▶ _Aim of the exercise_
Some lines hold the string "when". Copy all of them from the material that follows.

[[ Given records open ]]

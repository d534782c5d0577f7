// SPDX-License-Identifier: BUSL-1.1
// Copyright (c) 2026 Alfred Jean LLC

use super::*;
use proptest::prelude::*;

fn command_strategy() -> impl Strategy<Value = String> {
    "[a-z][a-z0-9_./-]{0,10}"
}

fn args_strategy() -> impl Strategy<Value = Vec<String>> {
    prop::collection::vec("[a-zA-Z0-9_=./:-]{1,8}", 0..6)
}

/// Commands that may contain spaces; not expressible as one combined string.
fn spaced_command_strategy() -> impl Strategy<Value = String> {
    "[a-z][a-z0-9_./-]{0,6}( [a-z0-9_./-]{1,6}){1,2}"
}

proptest! {
    /// Invariant: every shape naming the same argv normalizes identically.
    #[test]
    fn shapes_agree(command in command_strategy(), args in args_strategy()) {
        let expected = (command.clone(), args.clone());
        let joined = args.join(" ");

        let combined = vec![Param::from(format!("{command} {joined}"))];
        let arg_string = vec![Param::from(&command), Param::from(joined.clone())];
        let arg_list = vec![Param::from(&command), Param::from(args.clone())];
        let variadic: Vec<Param> = std::iter::once(&command).chain(&args).map(Param::from).collect();
        let argv_list = vec![Param::from(variadic.clone())];

        for params in [combined, arg_string, arg_list, variadic, argv_list] {
            prop_assert_eq!(argv(params), expected.clone());
        }
    }

    /// Invariant: shapes that take the command as its own param keep its
    /// spaces.
    #[test]
    fn spaced_command_shapes_agree(command in spaced_command_strategy(), args in args_strategy()) {
        let expected = (command.clone(), args.clone());

        let arg_string = vec![Param::from(&command), Param::from(args.join(" "))];
        let arg_list = vec![Param::from(&command), Param::from(args.clone())];
        let variadic: Vec<Param> = std::iter::once(&command).chain(&args).map(Param::from).collect();
        let argv_list = vec![Param::from(variadic.clone())];
        let combined = vec![Param::from(format!("\"{command}\" {}", args.join(" ")))];

        for params in [arg_string, arg_list, variadic, argv_list, combined] {
            prop_assert_eq!(argv(params), expected.clone());
        }
    }

    /// Invariant: trailing options never change the command or arguments.
    #[test]
    fn options_do_not_affect_argv(command in command_strategy(), args in args_strategy()) {
        let plain = vec![Param::from(&command), Param::from(args.clone())];
        let mut with_options = plain.clone();
        with_options.push(Param::from(SpawnOptions::new().cwd("/")));

        prop_assert_eq!(argv(plain), argv(with_options));
    }

    /// Invariant: a non-string at any argument position is reported at
    /// that 1-based position.
    #[test]
    fn bad_argument_position(args in args_strategy(), at in 0usize..6) {
        let at = at.min(args.len());
        let mut list: Vec<Param> = args.iter().map(Param::from).collect();
        list.insert(at, Param::from(1));

        let err = normalize(vec![Param::from("cmd"), Param::List(list)]).unwrap_err();
        prop_assert_eq!(
            err.kind,
            NormalizeErrorKind::ArgNotString { position: at + 1, type_name: "Number" }
        );
    }
}

#[test]
fn arg_list_preserves_order() {
    assert_eq!(argv(crate::params!["a", ["b", "c"]]).1, owned(&["b", "c"]));
}
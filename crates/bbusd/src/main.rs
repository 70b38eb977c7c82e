//! The `bbusd` binary: CLI parsing, logging, runtime, and signal wiring
//! around the daemon library.

use std::path::PathBuf;
use std::process::ExitCode;

use clap::Parser;
use tracing_subscriber::{layer::SubscriberExt, util::SubscriberInitExt};

use bbusd::{Config, Daemon, ShutdownHandle};

#[derive(Debug, Parser)]
#[command(name = "bbusd", version, about = "The busybus message bus daemon")]
struct Cli {
    /// Path of the bus socket (overrides BBUS_SOCKPATH and the default).
    #[arg(short = 's', long)]
    socket_path: Option<PathBuf>,
}

fn main() -> ExitCode {
    let cli = Cli::parse();

    tracing_subscriber::registry()
        .with(
            tracing_subscriber::EnvFilter::try_from_default_env()
                .unwrap_or_else(|_| "info".into()),
        )
        .with(tracing_subscriber::fmt::layer())
        .init();

    let runtime = match tokio::runtime::Builder::new_current_thread()
        .enable_all()
        .build()
    {
        Ok(rt) => rt,
        Err(e) => {
            tracing::error!(error = %e, "could not build the runtime");
            return ExitCode::FAILURE;
        }
    };

    runtime.block_on(async {
        let daemon = match Daemon::bind(Config {
            socket_path: cli.socket_path,
            auth: None,
        }) {
            Ok(d) => d,
            Err(e) => {
                tracing::error!(error = %e, "startup failed");
                return ExitCode::FAILURE;
            }
        };

        tokio::spawn(watch_signals(daemon.shutdown_handle()));

        match daemon.run().await {
            Ok(()) => ExitCode::SUCCESS,
            Err(e) => {
                tracing::error!(error = %e, "daemon failed");
                ExitCode::FAILURE
            }
        }
    })
}

/// Flip the run flag on SIGINT or SIGTERM; the router notices between
/// events.
async fn watch_signals(handle: ShutdownHandle) {
    use tokio::signal::unix::{signal, SignalKind};

    let mut term = match signal(SignalKind::terminate()) {
        Ok(s) => s,
        Err(e) => {
            tracing::warn!(error = %e, "cannot listen for SIGTERM");
            return;
        }
    };

    tokio::select! {
        _ = tokio::signal::ctrl_c() => {}
        _ = term.recv() => {}
    }
    tracing::info!("shutdown signal received");
    handle.shutdown();
}
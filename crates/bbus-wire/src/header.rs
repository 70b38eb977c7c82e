//! The fixed-size message header.
//!
//! Every frame is exactly [`MSGHDR_SIZE`] header bytes followed by `psize`
//! payload bytes. Multi-byte fields (`magic`, `token`, `psize`) are network
//! byte order on the wire; the struct holds them in host order.
//!
//! Layout:
//!
//! | Offset | Size | Field   |
//! |--------|------|---------|
//! | 0      | 2    | magic   |
//! | 2      | 1    | msgtype |
//! | 3      | 1    | sotype  |
//! | 4      | 1    | errcode |
//! | 5      | 4    | token   |
//! | 9      | 2    | psize   |
//! | 11     | 1    | flags   |

use crate::{ErrorCode, MsgType, SessionType, MAGIC, MSGHDR_SIZE};

/// A decoded message header.
///
/// The numeric fields are kept raw so that any frame with a valid magic can
/// round-trip through the codec (monitors forward frames verbatim); typed
/// views are available through [`MsgHdr::msg_type`] and friends.
#[derive(Debug, Clone, Copy, PartialEq, Eq, Default)]
pub struct MsgHdr {
    pub msgtype: u8,
    pub sotype: u8,
    pub errcode: u8,
    pub token: u32,
    pub psize: u16,
    pub flags: u8,
}

/// Error decoding a header from raw bytes.
#[derive(Debug, Clone, Copy, PartialEq, Eq)]
pub enum HeaderError {
    /// The first two bytes were not the busybus magic.
    BadMagic(u16),
    /// Fewer than [`MSGHDR_SIZE`] bytes available.
    Truncated(usize),
}

impl std::fmt::Display for HeaderError {
    fn fmt(&self, f: &mut std::fmt::Formatter<'_>) -> std::fmt::Result {
        match self {
            HeaderError::BadMagic(m) => write!(f, "bad magic number: {m:#06x}"),
            HeaderError::Truncated(n) => {
                write!(f, "truncated header: {n} bytes, need {MSGHDR_SIZE}")
            }
        }
    }
}

impl std::error::Error for HeaderError {}

impl MsgHdr {
    /// Create a header for the given message type and error code, all other
    /// fields zeroed.
    pub fn new(msgtype: MsgType, errcode: ErrorCode) -> Self {
        Self {
            msgtype: msgtype as u8,
            errcode: errcode as u8,
            ..Self::default()
        }
    }

    /// Typed view of the `msgtype` field.
    pub fn msg_type(&self) -> Option<MsgType> {
        MsgType::from_u8(self.msgtype)
    }

    /// Typed view of the `sotype` field. `None` when zero or unknown.
    pub fn session_type(&self) -> Option<SessionType> {
        SessionType::from_u8(self.sotype)
    }

    /// Typed view of the `errcode` field.
    pub fn error_code(&self) -> Option<ErrorCode> {
        ErrorCode::from_u8(self.errcode)
    }

    /// Set the payload size, capping at `u16::MAX`.
    pub fn set_psize(&mut self, size: usize) {
        self.psize = size.min(u16::MAX as usize) as u16;
    }

    pub fn has_flag(&self, flag: u8) -> bool {
        self.flags & flag != 0
    }

    pub fn set_flag(&mut self, flag: u8) {
        self.flags |= flag;
    }

    /// Serialize to the exact 12-byte wire shape.
    pub fn to_bytes(&self) -> [u8; MSGHDR_SIZE] {
        let mut b = [0u8; MSGHDR_SIZE];
        b[0..2].copy_from_slice(&MAGIC.to_be_bytes());
        b[2] = self.msgtype;
        b[3] = self.sotype;
        b[4] = self.errcode;
        b[5..9].copy_from_slice(&self.token.to_be_bytes());
        b[9..11].copy_from_slice(&self.psize.to_be_bytes());
        b[11] = self.flags;
        b
    }

    /// Deserialize from wire bytes, validating the magic.
    pub fn from_bytes(b: &[u8]) -> Result<Self, HeaderError> {
        if b.len() < MSGHDR_SIZE {
            return Err(HeaderError::Truncated(b.len()));
        }
        let magic = u16::from_be_bytes([b[0], b[1]]);
        if magic != MAGIC {
            return Err(HeaderError::BadMagic(magic));
        }
        Ok(Self {
            msgtype: b[2],
            sotype: b[3],
            errcode: b[4],
            token: u32::from_be_bytes([b[5], b[6], b[7], b[8]]),
            psize: u16::from_be_bytes([b[9], b[10]]),
            flags: b[11],
        })
    }
}

#[cfg(test)]
mod tests {
    use super::*;
    use crate::flags;

    #[test]
    fn header_bytes_are_exact() {
        let mut hdr = MsgHdr::new(MsgType::MethodCall, ErrorCode::Good);
        hdr.token = 0x11223344;
        hdr.set_psize(9);
        hdr.set_flag(flags::HAS_META);

        assert_eq!(
            hdr.to_bytes(),
            [0xBB, 0xC5, 0x07, 0x00, 0x00, 0x11, 0x22, 0x33, 0x44, 0x00, 0x09, 0x01],
        );
    }

    #[test]
    fn header_roundtrip() {
        let mut hdr = MsgHdr::new(MsgType::ProviderReply, ErrorCode::MethodError);
        hdr.sotype = SessionType::Provider as u8;
        hdr.token = u32::MAX;
        hdr.set_psize(4096);
        hdr.set_flag(flags::HAS_META);
        hdr.set_flag(flags::HAS_OBJECT);

        let decoded = MsgHdr::from_bytes(&hdr.to_bytes()).unwrap();
        assert_eq!(decoded, hdr);
        assert_eq!(decoded.msg_type(), Some(MsgType::ProviderReply));
        assert_eq!(decoded.session_type(), Some(SessionType::Provider));
        assert_eq!(decoded.error_code(), Some(ErrorCode::MethodError));
    }

    #[test]
    fn psize_is_capped() {
        let mut hdr = MsgHdr::new(MsgType::MethodCall, ErrorCode::Good);
        hdr.set_psize(2 * u16::MAX as usize);
        assert_eq!(hdr.psize, u16::MAX);
    }

    #[test]
    fn bad_magic_is_rejected() {
        let mut b = MsgHdr::new(MsgType::Close, ErrorCode::Good).to_bytes();
        b[0] = 0x00;
        b[1] = 0x00;
        assert_eq!(MsgHdr::from_bytes(&b), Err(HeaderError::BadMagic(0)));
    }

    #[test]
    fn short_buffer_is_rejected() {
        assert_eq!(MsgHdr::from_bytes(&[0xBB]), Err(HeaderError::Truncated(1)));
    }

    #[test]
    fn unknown_discriminants_decode_as_none() {
        let mut hdr = MsgHdr::new(MsgType::Close, ErrorCode::Good);
        hdr.msgtype = 200;
        hdr.errcode = 99;
        let decoded = MsgHdr::from_bytes(&hdr.to_bytes()).unwrap();
        assert_eq!(decoded.msg_type(), None);
        assert_eq!(decoded.error_code(), None);
        assert_eq!(decoded.session_type(), None);
    }
}
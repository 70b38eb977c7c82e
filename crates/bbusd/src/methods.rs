//! Methods implemented inside the daemon itself.
//!
//! Registered under `bbus.bbusd.*` at startup, before the listener accepts
//! anything.

use bbus_wire::Object;

use crate::registry::LocalHandler;

/// The daemon's built-in method table.
pub const LOCAL_METHODS: &[(&str, LocalHandler)] = &[("bbus.bbusd.echo", echo)];

/// Returns its argument unchanged.
fn echo(_method: &str, arg: &mut Object) -> Option<Object> {
    Some(Object::from_bytes(arg.raw()))
}
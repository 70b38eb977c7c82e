//! Control client for daemon administration.

use std::path::Path;

use bbus_stream::FrameIo;
use bbus_wire::{ErrorCode, Msg, MsgHdr, MsgType, SessionType};
use tokio::net::UnixStream;

use crate::session::{close_session, open_session};
use crate::ClientError;

/// A control session: issues daemon commands and reads their replies.
pub struct Control {
    io: FrameIo<UnixStream>,
}

impl Control {
    pub async fn connect(name: &str) -> Result<Self, ClientError> {
        Self::connect_with_path(name, None).await
    }

    pub async fn connect_with_path(name: &str, path: Option<&Path>) -> Result<Self, ClientError> {
        let io = open_session(path, SessionType::Control, name).await?;
        Ok(Self { io })
    }

    async fn command(&mut self, cmd: &str) -> Result<Msg, ClientError> {
        let hdr = MsgHdr::new(MsgType::Control, ErrorCode::Good);
        self.io.send(&Msg::compose(hdr, Some(cmd), None)?).await?;

        let reply = self.io.recv().await?.ok_or(ClientError::ConnectionClosed)?;
        if reply.hdr.msg_type() != Some(MsgType::Control) {
            return Err(ClientError::UnexpectedMessage(reply.hdr.msgtype));
        }
        match reply.hdr.error_code() {
            Some(ErrorCode::Good) => Ok(reply),
            Some(ErrorCode::NoMethod) => Err(ClientError::NoMethod),
            _ => Err(ClientError::MethodError),
        }
    }

    fn string_array(reply: &Msg) -> Result<Vec<String>, ClientError> {
        let mut obj = reply.object().ok_or(ClientError::MalformedMessage)?;
        let n = obj.extract_array_len()?;
        let mut out = Vec::new();
        for _ in 0..n {
            out.push(obj.extract_str()?);
        }
        Ok(out)
    }

    /// All registered method paths, sorted.
    pub async fn list_methods(&mut self) -> Result<Vec<String>, ClientError> {
        let reply = self.command("list-methods").await?;
        Self::string_array(&reply)
    }

    /// All connected clients, as `"<kind>:<name>"` strings.
    pub async fn list_clients(&mut self) -> Result<Vec<String>, ClientError> {
        let reply = self.command("list-clients").await?;
        Self::string_array(&reply)
    }

    /// Ask the daemon to shut down.
    pub async fn shutdown(&mut self) -> Result<(), ClientError> {
        self.command("shutdown").await.map(|_| ())
    }

    pub async fn close(mut self) -> Result<(), ClientError> {
        close_session(&mut self.io).await
    }
}
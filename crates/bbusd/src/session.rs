//! Accepted-connection handling: the session-open handshake and the
//! per-client reader/writer tasks.
//!
//! After the handshake, a connection is split in two. The reader task
//! feeds every inbound frame to the router's event channel; the writer
//! task drains the client's bounded outbound queue. The router never
//! writes to a socket itself - a client that cannot keep up fills its
//! queue and the router's `try_send` fails immediately, which is what
//! keeps the routing loop from ever blocking on a slow peer.

use std::io;
use std::time::Duration;

use bbus_stream::{FrameIo, Peer};
use bbus_wire::{ErrorCode, Msg, MsgHdr, MsgType, SessionType, MAX_NAME};
use tokio::io::AsyncWriteExt;
use tokio::net::UnixStream;
use tokio::sync::mpsc;
use tokio::task::JoinHandle;

use crate::config::AuthHook;
use crate::router::RouterEvent;

/// Daemon-internal session id, never reused within one daemon run.
pub type ClientId = u64;

/// How long a freshly accepted connection gets to complete its handshake.
const HANDSHAKE_TIMEOUT: Duration = Duration::from_secs(5);

/// Outbound frames queued per client before sends start failing.
const OUTBOUND_QUEUE: usize = 64;

#[derive(Debug, Clone, Copy, PartialEq, Eq)]
pub enum ClientKind {
    Caller,
    Provider,
    Monitor,
    Control,
}

impl ClientKind {
    fn from_session_type(sotype: SessionType) -> ClientKind {
        match sotype {
            SessionType::Caller => ClientKind::Caller,
            SessionType::Provider => ClientKind::Provider,
            SessionType::Monitor => ClientKind::Monitor,
            SessionType::Control => ClientKind::Control,
        }
    }

    pub fn label(&self) -> &'static str {
        match self {
            ClientKind::Caller => "caller",
            ClientKind::Provider => "provider",
            ClientKind::Monitor => "monitor",
            ClientKind::Control => "control",
        }
    }
}

/// The router's view of one live client.
pub struct ClientHandle {
    pub id: ClientId,
    pub kind: ClientKind,
    pub name: String,
    /// Correlation token, assigned by the router for callers; 0 otherwise.
    pub token: u32,
    pub peer: Peer,
    outbound: mpsc::Sender<Vec<u8>>,
    reader: JoinHandle<()>,
}

impl ClientHandle {
    /// Queue a frame for delivery. Fails immediately when the client's
    /// queue is full or its writer is gone; the router treats that as a
    /// failed send.
    pub fn try_send(&self, frame: Vec<u8>) -> bool {
        self.outbound.try_send(frame).is_ok()
    }

    /// Stop reading from this client. The writer drains whatever is queued
    /// and closes the socket once the handle (and with it the queue's
    /// sender) is dropped.
    pub fn stop(&self) {
        self.reader.abort();
    }
}

/// Why a handshake did not produce a session.
#[derive(Debug)]
pub enum HandshakeError {
    Io(io::Error),
    /// Peer closed before completing the handshake.
    Closed,
    /// No session-open frame within the deadline.
    TimedOut,
    /// First frame was not a well-formed session open.
    BadOpen,
    /// The credential hook rejected the peer.
    Unauthorized,
}

impl std::fmt::Display for HandshakeError {
    fn fmt(&self, f: &mut std::fmt::Formatter<'_>) -> std::fmt::Result {
        match self {
            HandshakeError::Io(e) => write!(f, "io error: {e}"),
            HandshakeError::Closed => write!(f, "peer closed during handshake"),
            HandshakeError::TimedOut => write!(f, "handshake timed out"),
            HandshakeError::BadOpen => write!(f, "invalid session-open frame"),
            HandshakeError::Unauthorized => write!(f, "peer credentials rejected"),
        }
    }
}

impl std::error::Error for HandshakeError {}

/// Run the server side of the session-open handshake.
///
/// On success the `SOOK` confirmation has been sent and the connection is
/// ready for routing. On any failure a reject is sent when the transport
/// still allows it and the connection should be dropped.
pub async fn handshake(
    io: &mut FrameIo<UnixStream>,
    peer: &Peer,
    auth: Option<&AuthHook>,
) -> Result<(ClientKind, String), HandshakeError> {
    let msg = match io.recv_timeout(HANDSHAKE_TIMEOUT).await {
        Ok(Some(msg)) => msg,
        Ok(None) => return Err(HandshakeError::TimedOut),
        Err(e) if e.kind() == io::ErrorKind::ConnectionAborted => {
            return Err(HandshakeError::Closed)
        }
        Err(e) => return Err(HandshakeError::Io(e)),
    };

    if msg.hdr.msg_type() != Some(MsgType::SessionOpen) {
        reject(io).await;
        return Err(HandshakeError::BadOpen);
    }
    let sotype = match msg.hdr.session_type() {
        Some(t) => t,
        None => {
            reject(io).await;
            return Err(HandshakeError::BadOpen);
        }
    };
    let name = match msg.meta() {
        Some(m) => truncate_name(m).to_owned(),
        None => {
            reject(io).await;
            return Err(HandshakeError::BadOpen);
        }
    };

    if let Some(hook) = auth {
        if !hook(peer) {
            reject(io).await;
            return Err(HandshakeError::Unauthorized);
        }
    }

    let ok = MsgHdr::new(MsgType::SessionOpenOk, ErrorCode::Good);
    io.send(&Msg::bare(ok)).await.map_err(HandshakeError::Io)?;

    Ok((ClientKind::from_session_type(sotype), name))
}

async fn reject(io: &mut FrameIo<UnixStream>) {
    let hdr = MsgHdr::new(MsgType::SessionOpenReject, ErrorCode::Good);
    if let Err(e) = io.send(&Msg::bare(hdr)).await {
        tracing::debug!(error = %e, "failed to send session-open reject");
    }
}

/// Cap a connection name at [`MAX_NAME`] bytes, on a char boundary.
fn truncate_name(name: &str) -> &str {
    if name.len() <= MAX_NAME {
        return name;
    }
    let mut end = MAX_NAME;
    while !name.is_char_boundary(end) {
        end -= 1;
    }
    &name[..end]
}

/// Split a handshaken connection into reader/writer tasks and hand the
/// router its handle.
pub fn start_client(
    id: ClientId,
    kind: ClientKind,
    name: String,
    peer: Peer,
    io: FrameIo<UnixStream>,
    events: mpsc::Sender<RouterEvent>,
) -> ClientHandle {
    let (read_half, mut write_half) = io.into_inner().into_split();
    let (outbound, mut queue) = mpsc::channel::<Vec<u8>>(OUTBOUND_QUEUE);

    tokio::spawn(async move {
        while let Some(frame) = queue.recv().await {
            if let Err(e) = write_half.write_all(&frame).await {
                tracing::debug!(client = id, error = %e, "write failed, dropping outbound queue");
                break;
            }
        }
    });

    let reader = tokio::spawn(async move {
        let mut io = FrameIo::new(read_half);
        loop {
            match io.recv().await {
                Ok(Some(msg)) => {
                    if events.send(RouterEvent::Inbound { id, msg }).await.is_err() {
                        return;
                    }
                }
                Ok(None) => break,
                Err(e) => {
                    tracing::debug!(client = id, error = %e, "receive failed");
                    break;
                }
            }
        }
        let _ = events.send(RouterEvent::Disconnected { id }).await;
    });

    ClientHandle {
        id,
        kind,
        name,
        token: 0,
        peer,
        outbound,
        reader,
    }
}
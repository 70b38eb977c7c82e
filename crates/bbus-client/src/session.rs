//! The session-open handshake shared by all client types.

use std::path::Path;
use std::time::Duration;

use bbus_stream::{connect, resolve_socket_path, FrameIo};
use bbus_wire::{ErrorCode, Msg, MsgHdr, MsgType, SessionType};
use tokio::net::UnixStream;

use crate::ClientError;

/// How long to wait for the daemon's handshake reply.
pub(crate) const HANDSHAKE_TIMEOUT: Duration = Duration::from_secs(5);

/// Connect, send `SO` with our session type and name, and await `SOOK`.
pub(crate) async fn open_session(
    path: Option<&Path>,
    sotype: SessionType,
    name: &str,
) -> Result<FrameIo<UnixStream>, ClientError> {
    let path = resolve_socket_path(path)?;
    let stream = connect(&path).await?;
    let mut io = FrameIo::new(stream);

    let mut hdr = MsgHdr::new(MsgType::SessionOpen, ErrorCode::Good);
    hdr.sotype = sotype as u8;
    io.send(&Msg::compose(hdr, Some(name), None)?).await?;

    let reply = io
        .recv_timeout(HANDSHAKE_TIMEOUT)
        .await?
        .ok_or(ClientError::Timeout)?;
    match reply.hdr.msg_type() {
        Some(MsgType::SessionOpenOk) => {
            tracing::debug!(?sotype, name, "session open");
            Ok(io)
        }
        Some(MsgType::SessionOpenReject) => Err(ClientError::Rejected),
        _ => Err(ClientError::UnexpectedMessage(reply.hdr.msgtype)),
    }
}

/// Send the graceful close message and drop the connection.
pub(crate) async fn close_session(io: &mut FrameIo<UnixStream>) -> Result<(), ClientError> {
    let hdr = MsgHdr::new(MsgType::Close, ErrorCode::Good);
    io.send(&Msg::bare(hdr)).await?;
    Ok(())
}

[[ Given records closed ]]

▶ _Solution to this task_
    /// Typed view of the `sotype` field. `None` when zero or unknown.
    /// Queue a frame for delivery. Fails immediately when the client's
/// ready for routing. On any failure a reject is sent when the transport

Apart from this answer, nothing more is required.